··· MATERIAL PROVIDED ···
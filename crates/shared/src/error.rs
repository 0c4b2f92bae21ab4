//! Application-wide error types.

use thiserror::Error;

/// Result type alias using `AppError`.
pub type AppResult<T> = Result<T, AppError>;

/// Application error types.
#[derive(Debug, Error)]
pub enum AppError {
    /// Resource not found.
    #[error("Not found: {0}")]
    NotFound(String),

    /// Validation error.
    #[error("Validation error: {0}")]
    Validation(String),

    /// Business rule violation.
    #[error("Business rule violation: {0}")]
    BusinessRule(String),

    /// Precondition failure requiring user action (e.g. incomplete
    /// organisation settings, missing employee TFN).
    #[error("Precondition failed: {0}")]
    Precondition(String),

    /// Record store error.
    #[error("Record store error: {0}")]
    Store(String),

    /// External service error (SMTP, export sinks).
    #[error("External service error: {0}")]
    ExternalService(String),

    /// Internal error.
    #[error("Internal error: {0}")]
    Internal(String),
}

impl AppError {
    /// Returns the HTTP status code for this error.
    #[must_use]
    pub const fn status_code(&self) -> u16 {
        match self {
            Self::NotFound(_) => 404,
            Self::Validation(_) => 400,
            Self::BusinessRule(_) | Self::Precondition(_) => 422,
            Self::Store(_) | Self::ExternalService(_) | Self::Internal(_) => 500,
        }
    }

    /// Returns the error code for API responses.
    #[must_use]
    pub const fn error_code(&self) -> &'static str {
        match self {
            Self::NotFound(_) => "NOT_FOUND",
            Self::Validation(_) => "VALIDATION_ERROR",
            Self::BusinessRule(_) => "BUSINESS_RULE_VIOLATION",
            Self::Precondition(_) => "PRECONDITION_FAILED",
            Self::Store(_) => "STORE_ERROR",
            Self::ExternalService(_) => "EXTERNAL_SERVICE_ERROR",
            Self::Internal(_) => "INTERNAL_ERROR",
        }
    }
}

impl From<crate::email::EmailError> for AppError {
    fn from(err: crate::email::EmailError) -> Self {
        Self::ExternalService(err.to_string())
    }
}

#[cfg(test)]
mod tests {
    use super::*;
    use crate::email::EmailError;

    #[test]
    fn test_error_status_codes() {
        assert_eq!(AppError::NotFound(String::new()).status_code(), 404);
        assert_eq!(AppError::Validation(String::new()).status_code(), 400);
        assert_eq!(AppError::BusinessRule(String::new()).status_code(), 422);
        assert_eq!(AppError::Precondition(String::new()).status_code(), 422);
        assert_eq!(AppError::Store(String::new()).status_code(), 500);
        assert_eq!(AppError::ExternalService(String::new()).status_code(), 500);
        assert_eq!(AppError::Internal(String::new()).status_code(), 500);
    }

    #[test]
    fn test_error_codes() {
        assert_eq!(AppError::NotFound(String::new()).error_code(), "NOT_FOUND");
        assert_eq!(
            AppError::Validation(String::new()).error_code(),
            "VALIDATION_ERROR"
        );
        assert_eq!(
            AppError::BusinessRule(String::new()).error_code(),
            "BUSINESS_RULE_VIOLATION"
        );
        assert_eq!(
            AppError::Precondition(String::new()).error_code(),
            "PRECONDITION_FAILED"
        );
        assert_eq!(
            AppError::ExternalService(String::new()).error_code(),
            "EXTERNAL_SERVICE_ERROR"
        );
    }

    #[test]
    fn test_error_display() {
        assert_eq!(
            AppError::Precondition("organisation ABN missing".into()).to_string(),
            "Precondition failed: organisation ABN missing"
        );
        assert_eq!(
            AppError::Validation("msg".into()).to_string(),
            "Validation error: msg"
        );
    }

    #[test]
    fn test_email_error_conversion() {
        let err: AppError = EmailError::InvalidAddress("nope".into()).into();
        assert_eq!(err.error_code(), "EXTERNAL_SERVICE_ERROR");
    }
}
···
TASK DETAILS
Exact output of every entry is required.

ANSWER BOX
filename crates/shared/src/error.rs
repository 0c4b2f92bae21ab4
//! Application-wide error types.

use thiserror::Error;

/// Result type alias using `AppError`.
pub type AppResult<T> = Result<T, AppError>;

/// Application error types.
#[derive(Debug, Error)]
pub enum AppError {
    /// Resource not found.
    #[error("Not found: {0}")]
    NotFound(String),

    /// Validation error.
    #[error("Validation error: {0}")]
    Validation(String),

    /// Business rule violation.
    #[error("Business rule violation: {0}")]
    BusinessRule(String),

    /// Precondition failure requiring user action (e.g. incomplete
    /// organisation settings, missing employee TFN).
    #[error("Precondition failed: {0}")]
    Precondition(String),

    /// Record store error.
    #[error("Record store error: {0}")]
    Store(String),

    /// External service error (SMTP, export sinks).
    #[error("External service error: {0}")]
    ExternalService(String),

    /// Internal error.
    #[error("Internal error: {0}")]
    Internal(String),
}

impl AppError {
    /// Returns the HTTP status code for this error.
    #[must_use]
    pub const fn status_code(&self) -> u16 {
        match self {
            Self::NotFound(_) => 404,
            Self::Validation(_) => 400,
            Self::BusinessRule(_) | Self::Precondition(_) => 422,
            Self::Store(_) | Self::ExternalService(_) | Self::Internal(_) => 500,
        }
    }

    /// Returns the error code for API responses.
    #[must_use]
    pub const fn error_code(&self) -> &'static str {
        match self {
            Self::NotFound(_) => "NOT_FOUND",
            Self::Validation(_) => "VALIDATION_ERROR",
            Self::BusinessRule(_) => "BUSINESS_RULE_VIOLATION",
            Self::Precondition(_) => "PRECONDITION_FAILED",
            Self::Store(_) => "STORE_ERROR",
            Self::ExternalService(_) => "EXTERNAL_SERVICE_ERROR",
            Self::Internal(_) => "INTERNAL_ERROR",
        }
    }
}

impl From<crate::email::EmailError> for AppError {
    fn from(err: crate::email::EmailError) -> Self {
        Self::ExternalService(err.to_string())
    }
}

#[cfg(test)]
mod tests {
    use super::*;
    use crate::email::EmailError;

    #[test]
    fn test_error_status_codes() {
        assert_eq!(AppError::NotFound(String::new()).status_code(), 404);
        assert_eq!(AppError::Validation(String::new()).status_code(), 400);
        assert_eq!(AppError::BusinessRule(String::new()).status_code(), 422);
        assert_eq!(AppError::Precondition(String::new()).status_code(), 422);
        assert_eq!(AppError::Store(String::new()).status_code(), 500);
        assert_eq!(AppError::ExternalService(String::new()).status_code(), 500);
        assert_eq!(AppError::Internal(String::new()).status_code(), 500);
    }

    #[test]
    fn test_error_codes() {
        assert_eq!(AppError::NotFound(String::new()).error_code(), "NOT_FOUND");
        assert_eq!(
            AppError::Validation(String::new()).error_code(),
            "VALIDATION_ERROR"
        );
        assert_eq!(
            AppError::BusinessRule(String::new()).error_code(),
            "BUSINESS_RULE_VIOLATION"
        );
        assert_eq!(
            AppError::Precondition(String::new()).error_code(),
            "PRECONDITION_FAILED"
        );
        assert_eq!(
            AppError::ExternalService(String::new()).error_code(),
            "EXTERNAL_SERVICE_ERROR"
        );
    }

    #[test]
    fn test_error_display() {
        assert_eq!(
            AppError::Precondition("organisation ABN missing".into()).to_string(),
            "Precondition failed: organisation ABN missing"
        );
        assert_eq!(
            AppError::Validation("msg".into()).to_string(),
            "Validation error: msg"
        );
    }

    #[test]
    fn test_email_error_conversion() {
        let err: AppError = EmailError::InvalidAddress("nope".into()).into();
        assert_eq!(err.error_code(), "EXTERNAL_SERVICE_ERROR");
    }
}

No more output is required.